TASK OBJECTIVE: Work out how many lines of the records contain "StatsTarget". Answer with the number and nothing else.

START DATA LISTING

//! Stat fetching, manual score entry and ad-hoc scoring

use super::print_json;
use crate::{
    cli::StatSourceKind,
    core::build_client,
    error::FflError,
    scoring::{calculate_score, score_batch, RawPlayerStats, StatLine},
    stats::{fetch_week_stats, EspnSource, FetchReport, SleeperSource, StatsSource, StatsTarget},
    storage::LeagueDatabase,
    PlayerId, Result, Season, WeekNumber,
};
use serde::Serialize;
use std::{
    collections::{BTreeMap, BTreeSet, HashMap},
    path::Path,
    time::Duration,
};

/// Build the provider selected on the command line
pub fn build_source(
    kind: StatSourceKind,
    season: Season,
    timeout: Duration,
) -> Result<Box<dyn StatsSource>> {
    let client = build_client(timeout)?;
    Ok(match kind {
        StatSourceKind::Sleeper => Box::new(SleeperSource::new(client, season)),
        StatSourceKind::Espn => Box::new(EspnSource::new(client)),
    })
}

/// Every distinct player appearing in the week's lineups, with team codes
pub fn lineup_targets(db: &LeagueDatabase, week: WeekNumber) -> Result<Vec<StatsTarget>> {
    let ids: BTreeSet<PlayerId> = db
        .get_lineups_for_week(week)?
        .iter()
        .flat_map(|l| l.slots.player_ids())
        .collect();

    let mut players = Vec::with_capacity(ids.len());
    for id in ids {
        if let Some(player) = db.get_player(id)? {
            players.push(player);
        }
    }
    let teams: HashMap<_, _> = db
        .get_all_teams()?
        .into_iter()
        .map(|t| (t.id, t))
        .collect();

    Ok(StatsTarget::from_players(&players, &teams))
}

#[derive(Debug, Serialize)]
struct FetchOutput<'a> {
    week: WeekNumber,
    source: &'static str,
    scores: Vec<ScoreRow>,
    fetched_count: usize,
    unmapped_count: usize,
    unmapped: &'a [crate::stats::Unmapped],
    saved: bool,
}

#[derive(Debug, Serialize)]
struct ScoreRow {
    player_id: PlayerId,
    name: String,
    points: f64,
}

/// Handle `scores fetch`: fetch, score and optionally save. Returns the report.
pub async fn handle_scores_fetch(
    db: &mut LeagueDatabase,
    source: &dyn StatsSource,
    week: WeekNumber,
    concurrency: usize,
    timeout: Duration,
    save: bool,
    as_json: bool,
) -> Result<FetchReport> {
    if db.get_week(week)?.is_none() {
        return Err(FflError::not_found("Week", week));
    }

    let targets = lineup_targets(db, week)?;
    if targets.is_empty() {
        println!("No lineups submitted for week {}", week);
        return Ok(FetchReport::default());
    }
    if !as_json {
        println!(
            "Fetching {} stats for {} players...",
            source.name(),
            targets.len()
        );
    }

    let report = fetch_week_stats(source, week, &targets, concurrency, timeout).await;
    let scores = score_batch(&report.stats);

    if save {
        db.upsert_player_scores(week, &scores)?;
    }

    let names: HashMap<_, _> = targets.iter().map(|t| (t.player_id, t.name.as_str())).collect();
    let rows: Vec<ScoreRow> = scores
        .iter()
        .map(|(player_id, points)| ScoreRow {
            player_id: *player_id,
            name: names.get(player_id).copied().unwrap_or_default().to_string(),
            points: *points,
        })
        .collect();

    if as_json {
        print_json(&FetchOutput {
            week,
            source: source.name(),
            scores: rows,
            fetched_count: report.fetched_count(),
            unmapped_count: report.unmapped_count(),
            unmapped: &report.unmapped,
            saved: save,
        })?;
        return Ok(report);
    }

    for row in &rows {
        println!("✓ {:<28} {:>7.2}", row.name, row.points);
    }
    for unmapped in &report.unmapped {
        println!("✗ {:<28} {}", unmapped.name, unmapped.reason);
    }
    println!(
        "Fetched stats for {} players{}",
        report.fetched_count(),
        if report.unmapped_count() > 0 {
            format!(", {} not found", report.unmapped_count())
        } else {
            String::new()
        }
    );
    if save {
        println!("✓ {} scores saved for week {}", scores.len(), week);
    } else {
        println!("(not saved; re-run with --save to store these scores)");
    }
    Ok(report)
}

/// Handle `scores set`
pub fn handle_scores_set(
    db: &mut LeagueDatabase,
    week: WeekNumber,
    player_id: PlayerId,
    points: f64,
) -> Result<()> {
    if !points.is_finite() {
        return Err(FflError::Config {
            message: format!("points must be a finite number, got {}", points),
        });
    }
    let player = db
        .get_player(player_id)?
        .ok_or_else(|| FflError::not_found("Player", player_id))?;
    if db.get_week(week)?.is_none() {
        return Err(FflError::not_found("Week", week));
    }

    db.upsert_player_score(week, player_id, points)?;
    println!("✓ {} scored {:.2} in week {}", player.name, points, week);
    Ok(())
}

/// Handle `scores show`
pub fn handle_scores_show(db: &LeagueDatabase, week: WeekNumber, as_json: bool) -> Result<()> {
    let scores: BTreeMap<PlayerId, f64> = db.get_scores_for_week(week)?;

    let mut rows = Vec::with_capacity(scores.len());
    for (player_id, points) in scores {
        let name = db
            .get_player(player_id)?
            .map_or_else(|| format!("#{}", player_id), |p| p.name);
        rows.push(ScoreRow {
            player_id,
            name,
            points,
        });
    }
    rows.sort_by(|a, b| b.points.total_cmp(&a.points).then_with(|| a.name.cmp(&b.name)));

    if as_json {
        return print_json(&rows);
    }
    if rows.is_empty() {
        println!("No scores recorded for week {}", week);
    }
    for row in rows {
        println!("{:<28} {:>7.2}", row.name, row.points);
    }
    Ok(())
}

/// Handle `scores calc`: score a JSON object of raw stats. Returns the points.
pub fn handle_scores_calc(file: &Path) -> Result<f64> {
    let content = std::fs::read_to_string(file)?;
    let raw: RawPlayerStats = serde_json::from_str(&content)?;

    let line = StatLine::from_raw(&raw);
    let points = calculate_score(&raw);
    println!("{}", serde_json::to_string_pretty(&line)?);
    println!("Points: {:.2}", points);
    Ok(points)
}
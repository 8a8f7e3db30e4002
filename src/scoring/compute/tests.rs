//! Unit tests for scoring computation logic

use super::*;
use serde_json::json;

fn raw(value: serde_json::Value) -> RawPlayerStats {
    serde_json::from_value(value).unwrap()
}

#[cfg(test)]
mod yardage_tests {
    use super::*;

    #[test]
    fn test_passing_yards_300_tier() {
        // floor(325 / 25) = 13, plus the 300+ bonus
        let stats = RawPlayerStats::new().with("pass_yd", 325.0);
        assert_eq!(calculate_score(&stats), 15.0);
    }

    #[test]
    fn test_passing_yards_400_tier_replaces_300_tier() {
        // floor(410 / 25) = 16, plus only the 400+ bonus
        let stats = RawPlayerStats::new().with("pass_yd", 410.0);
        assert_eq!(calculate_score(&stats), 20.0);
    }

    #[test]
    fn test_passing_yards_below_threshold() {
        let stats = RawPlayerStats::new().with("pass_yd", 299.0);
        assert_eq!(calculate_score(&stats), 11.0);
    }

    #[test]
    fn test_rushing_and_receiving_tiers() {
        assert_eq!(
            calculate_score(&RawPlayerStats::new().with("rush_yd", 99.0)),
            9.0
        );
        assert_eq!(
            calculate_score(&RawPlayerStats::new().with("rush_yd", 100.0)),
            11.0
        );
        assert_eq!(
            calculate_score(&RawPlayerStats::new().with("rec_yd", 205.0)),
            22.0
        );
    }

    #[test]
    fn test_yardage_points_helper() {
        assert_eq!(yardage_points(0.0, 10.0, &RUSH_YARDAGE_TIERS), 0.0);
        assert_eq!(yardage_points(-3.0, 10.0, &RUSH_YARDAGE_TIERS), -1.0);
        assert_eq!(yardage_points(199.0, 10.0, &RUSH_YARDAGE_TIERS), 20.0);
        assert_eq!(yardage_points(400.0, 25.0, &PASS_YARDAGE_TIERS), 20.0);
    }
}

#[cfg(test)]
mod distance_bonus_tests {
    use super::*;

    #[test]
    fn test_forty_and_fifty_plus_touchdowns() {
        // 1 x 2 for the 50+ TD, (3 - 1) x 1 for the 40-49 band
        assert_eq!(distance_bonus(3.0, 1.0), 4.0);

        let stats = RawPlayerStats::new()
            .with("pass_td_40p", 3.0)
            .with("pass_td_50p", 1.0);
        assert_eq!(calculate_score(&stats), 4.0);
    }

    #[test]
    fn test_fifty_plus_without_forty_count() {
        let stats = RawPlayerStats::new().with("rush_td_50p", 1.0);
        assert_eq!(calculate_score(&stats), 2.0);
    }

    #[test]
    fn test_malformed_band_is_clamped() {
        // 40+ count below the 50+ count must not subtract points
        assert_eq!(distance_bonus(1.0, 2.0), 4.0);
    }

    #[test]
    fn test_bands_are_independent_per_category() {
        let stats = RawPlayerStats::new()
            .with("pass_td_40p", 1.0)
            .with("rush_td_50p", 1.0)
            .with("rec_td_40p", 2.0)
            .with("rec_td_50p", 2.0);
        assert_eq!(calculate_score(&stats), 1.0 + 2.0 + 4.0);
    }
}

#[cfg(test)]
mod schedule_tests {
    use super::*;

    #[test]
    fn test_reception_only() {
        let stats = RawPlayerStats::new().with("rec", 7.0);
        assert_eq!(calculate_score(&stats), 3.5);
    }

    #[test]
    fn test_quarterback_stat_line() {
        let stats = raw(json!({
            "pass_yd": 287,
            "pass_td": 2,
            "pass_int": 1,
            "pass_sack": 3,
            "rush_yd": 24,
            "fum": 1,
            "fum_lost": 1,
        }));
        // 11 + 8 - 2 - 1.5 + 2 - 1 - 1
        assert_eq!(calculate_score(&stats), 15.5);
    }

    #[test]
    fn test_receiver_stat_line_verbose_format() {
        let stats = raw(json!({
            "receivingReceptions": 9,
            "receivingYards": 131,
            "receivingTouchdowns": 1,
            "rushingYards": 12,
        }));
        // 4.5 + 13 + 1 + 6 + 1
        assert_eq!(calculate_score(&stats), 25.5);
    }

    #[test]
    fn test_two_point_conversions_and_return_td() {
        let stats = raw(json!({
            "pass_2pt": 1,
            "rush_2pt": 1,
            "rec_2pt": 1,
            "fum_rec_td": 1,
        }));
        assert_eq!(calculate_score(&stats), 12.0);
    }

    #[test]
    fn test_empty_stats_score_zero() {
        assert_eq!(calculate_score(&RawPlayerStats::new()), 0.0);
    }

    #[test]
    fn test_malformed_values_score_zero() {
        let stats = raw(json!({ "pass_yd": "lots", "rec": true }));
        assert_eq!(calculate_score(&stats), 0.0);
    }
}

#[cfg(test)]
mod rounding_tests {
    use super::*;

    #[test]
    fn test_calculate_score_is_idempotent() {
        let stats = raw(json!({
            "pass_yd": 333,
            "pass_sack": 3,
            "rec": 1,
            "rush_td_40p": 1,
        }));
        let first = calculate_score(&stats);
        let second = calculate_score(&stats);
        assert_eq!(first, second);
    }

    #[test]
    fn test_output_has_at_most_two_decimals() {
        let stats = raw(json!({ "rec": 3, "pass_sack": 1 }));
        let score = calculate_score(&stats);
        assert_eq!(score, 1.0);
        assert_eq!((score * 100.0).round() / 100.0, score);
    }

    #[test]
    fn test_round_points() {
        assert_eq!(round_points(12.345_6), 12.35);
        assert_eq!(round_points(-1.004), -1.0);
        assert_eq!(round_points(7.0), 7.0);
    }
}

END DATA LISTING

EXERCISE RESULT: 3